Hi, I’m Shelley Matthews.
My story starts the same as almost everyone else. It started in my teens, with severe cramps. I guess I probably took Tylenol and Advil, but I really don’t remember. I would sit in scalding hot water for the pain. I always knew my cramps were worse than my friends but I had no options, no help.
In my early 20s, I started going to an OBGYN. She was so wonderful, she said she suspected endometriosis, but she didn’t treat it. She was the first doctor who believed me and gave me the word endometriosis. I tried every BCP out there, but I just couldn’t stay on it because of nausea and side effects.
One time, I was on a work trip with my fiancé, and I was in a hotel in the middle of nowhere. I think that stands out as the worst pain I’ve ever had, even compared to childbirth. I was stuck in the hotel room.
This is when cell phones were just for emergencies. I stayed in that tub, groaning, crying, and feeling the worst pain of my life. I believe a cyst ruptured on my ovary that day.
Shelley’s Story
Over the course of the day, I took 13 Tylenol. That wrecked my stomach. Looking back, I deserved to go to the hospital, but I was worried about what people would think, and I just couldn’t handle cramps. That I was weak. That is one thing I look back on my life and regret: I never once dared to go to an emergency room because I was convinced I was weak, and I was ashamed of that.
My parents were not in the picture, so within about a year, my fiancé and I drove to Atlanta (from South Carolina) to see an Endo specialist. This was and is a very well-respected expert in the field who went on to found a large center and help many women. But to me, I’ll never forget what he said. He said, “I mean, I doubt you have it, but I guess I’m willing to do an exploratory surgery for you.” His disbelief in me crushed me and kept me from having surgery. Now I like to look back on that and see it as God’s protection, because back then, if he had seen inside, he probably would have recommended a hysterectomy, and I wouldn’t have been able to have my daughters.

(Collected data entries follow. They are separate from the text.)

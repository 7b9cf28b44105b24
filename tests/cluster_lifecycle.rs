//! End-to-end lifecycle coverage against the in-memory backend.

use std::sync::Arc;
use std::time::Duration;

use camino::{Utf8Path, Utf8PathBuf};
use harrier::conf::AuthorizedKey;
use harrier::console::CONSOLE_FILE;
use harrier::journal::JOURNAL_FILE;
use harrier::session::USER_DATA_FILE;
use harrier::test_support::{CreateScript, FAKE_CONSOLE_BANNER, FakeBackend, FakeExecutor};
use harrier::{Cluster, ConfigDocument, ProvisionError, RuntimeContext};
use rstest::{fixture, rstest};
use tempfile::TempDir;
use tokio_util::sync::CancellationToken;

struct Workspace {
    _tmp: TempDir,
    out: Utf8PathBuf,
}

impl Workspace {
    fn files(&self, relative: &str) -> Vec<String> {
        let mut names: Vec<String> = std::fs::read_dir(self.out.join(relative))
            .unwrap_or_else(|err| panic!("list {relative}: {err}"))
            .map(|entry| {
                entry
                    .unwrap_or_else(|err| panic!("dir entry: {err}"))
                    .file_name()
                    .to_string_lossy()
                    .into_owned()
            })
            .collect();
        names.sort();
        names
    }

    fn read(&self, relative: impl AsRef<Utf8Path>) -> String {
        let path = self.out.join(relative);
        std::fs::read_to_string(&path).unwrap_or_else(|err| panic!("read {path}: {err}"))
    }
}

#[fixture]
fn workspace() -> Workspace {
    let tmp = tempfile::tempdir().unwrap_or_else(|err| panic!("tempdir: {err}"));
    let out = Utf8PathBuf::from_path_buf(tmp.path().join("_harrier"))
        .unwrap_or_else(|path| panic!("non UTF-8 temp path {}", path.display()));
    Workspace { _tmp: tmp, out }
}

fn context(workspace: &Workspace) -> RuntimeContext {
    RuntimeContext::new(workspace.out.clone())
        .with_max_attempts(3)
        .with_boot_timeout(Duration::from_millis(100))
        .with_poll_interval(Duration::from_millis(1))
}

fn cluster(
    workspace: &Workspace,
    backend: &FakeBackend,
    ctx: RuntimeContext,
) -> Cluster<FakeBackend, FakeExecutor> {
    Cluster::new(
        "lifecycle",
        Arc::new(backend.clone()),
        Arc::new(FakeExecutor::new()),
        ctx,
    )
    .unwrap_or_else(|err| panic!("cluster: {err}"))
}

#[rstest]
#[tokio::test]
async fn machine_leaves_console_journal_and_user_data(workspace: Workspace) {
    let backend = FakeBackend::new().with_console();
    let key = AuthorizedKey::new("ssh-ed25519", b"key1".to_vec(), "harness");
    let ctx = context(&workspace).with_ssh_keys([key.clone()]);
    let cluster = cluster(&workspace, &backend, ctx);

    let machine = cluster
        .new_machine(&ConfigDocument::unknown(
            r#"{"ignition": {"version": "2.2.0"}}"#,
        ))
        .await
        .unwrap_or_else(|err| panic!("provision: {err}"));
    let id = machine.id().to_owned();

    assert!(machine.name().starts_with("lifecycle-"), "{}", machine.name());
    assert_eq!(
        workspace.files(&id),
        vec![CONSOLE_FILE, JOURNAL_FILE, USER_DATA_FILE]
    );
    let user_data = workspace.read(format!("{id}/{USER_DATA_FILE}"));
    assert!(user_data.contains("\"2.2.0\""), "{user_data}");
    assert!(user_data.contains(&key.to_line()), "{user_data}");

    let summary = cluster
        .destroy()
        .await
        .unwrap_or_else(|err| panic!("teardown: {err}"));

    assert_eq!(summary.destroyed, vec![id.clone()]);
    assert_eq!(machine.console_output(), FAKE_CONSOLE_BANNER);
    assert_eq!(workspace.read(format!("{id}/{CONSOLE_FILE}")), FAKE_CONSOLE_BANNER);
    assert_eq!(workspace.files(""), vec![id]);
}

#[rstest]
#[tokio::test]
async fn exhausted_retries_leak_nothing(workspace: Workspace) {
    let backend = FakeBackend::new().with_console();
    backend.script([
        CreateScript::Fail(String::from("capacity")),
        CreateScript::MissingPublicAddress,
        CreateScript::Fail(String::from("capacity")),
    ]);
    let cluster = cluster(&workspace, &backend, context(&workspace));

    let err = cluster
        .new_machine(&ConfigDocument::empty())
        .await
        .map(|machine| machine.id().to_owned())
        .expect_err("every attempt fails");

    let ProvisionError::RetriesExhausted { attempts, last } = err else {
        panic!("expected RetriesExhausted, got {err:?}");
    };
    assert_eq!(attempts, 3);
    assert!(matches!(*last, ProvisionError::Create { .. }), "{last:?}");
    assert!(cluster.is_empty());
    assert!(backend.live().is_empty());
    let calls = backend.calls();
    assert_eq!(calls.created.len(), 3);
    assert_eq!(calls.destroyed, vec!["fake-1"]);
    assert_eq!(calls.destroyed_by_name.len(), 2);
    assert!(workspace.files("").is_empty(), "{:?}", workspace.files(""));
}

#[rstest]
#[tokio::test]
async fn destroy_is_idempotent_across_machine_and_cluster(workspace: Workspace) {
    let backend = FakeBackend::new();
    let cluster = cluster(&workspace, &backend, context(&workspace));
    let machine = cluster
        .new_machine(&ConfigDocument::script("#!/bin/sh\ntrue\n"))
        .await
        .unwrap_or_else(|err| panic!("provision: {err}"));

    machine
        .destroy()
        .await
        .unwrap_or_else(|err| panic!("destroy: {err}"));
    machine
        .destroy()
        .await
        .unwrap_or_else(|err| panic!("second destroy: {err}"));
    let summary = cluster
        .destroy()
        .await
        .unwrap_or_else(|err| panic!("teardown: {err}"));

    assert!(summary.destroyed.is_empty());
    assert_eq!(backend.calls().destroyed, vec![machine.id()]);
    assert_eq!(backend.calls().released, 1);
    assert_eq!(machine.console_output(), "");
}

#[rstest]
#[tokio::test]
async fn cancelled_provisioning_registers_nothing(workspace: Workspace) {
    let backend = FakeBackend::new().with_console();
    let cluster = cluster(&workspace, &backend, context(&workspace));
    let token = CancellationToken::new();
    token.cancel();

    let err = cluster
        .new_machine_with_cancel(&ConfigDocument::empty(), token)
        .await
        .map(|machine| machine.id().to_owned())
        .expect_err("cancelled");

    assert!(matches!(err, ProvisionError::Cancelled), "{err:?}");
    assert!(cluster.is_empty());
    assert!(backend.calls().created.is_empty());
}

I got pregnant at 26 and 30 with my 2 daughters. All the while, suspecting I had endo but never getting any care or treatment. We moved to Birmingham, AL, and there was a pelvic pain specialist in tow,n but it took years to get in with him, and I still didn’t have the courage to try to see him since that expert had doubted that I had it. I confided in a Nurse practitioner that I was seeing for CRPS, how much I was suffering. She suggested a doctor to me who was in the same practice as the pelvic pain specialist because he believed women’s pain was real. I saw him, and he immediately told me I wasn’t crazy! He believed me! He had trained under the original pelvic pain specialist at their clinic, but decided he didn’t want to give up delivering babies, so he had pelvic pain experience. I was about 32 and he asked me if I was finished having children. I said I wasn’t sure. He asked me, “ What about your husband?” I answered, he is done. Then he said, “ I think you should listen to your husband.” He finally talked me into a hysterectomy at 35 to get rid of the constant pain. You couldn’t even touch my stomach lightly without excruciating pain. As kind and wonderful as he was, he also doubted I had bad endo. He said he didn’t think the surgery would take more than 20 minutes, so I was scheduled to do a breast reduction at the same time, and he would leave my left ovary. Well, it took 3.5 hours. I have stage 4. They canceled the breast reduction because of the extent of the hysterectomy. My right fallopian tube was completely blocked with ruptured cysts. He left my cervix adhered to my rectum, my right ureter was so smashed up with endo that they didn’t think it was working, so they gently pulled it apart and made sure it was working. He later said to me, “How in the world did you ever get pregnant?” He called my husband during the surgery and asked if he could take my left ovary, but my husband said no, please honor her wishes to keep it. He convinced me a year later to remove it. I still don’t understand the logic behind removing my ovaries and then filling me with HRT. HRT is another extremely imperfect science. I have struggled greatly to manage it. I have finally found someone doing it in a way I agree with, but it took 10 years of trial and error. As imperfect as this process has been, I will forever be grateful for this doctor because he always believes me when I say something hurts, and he always tries to help me.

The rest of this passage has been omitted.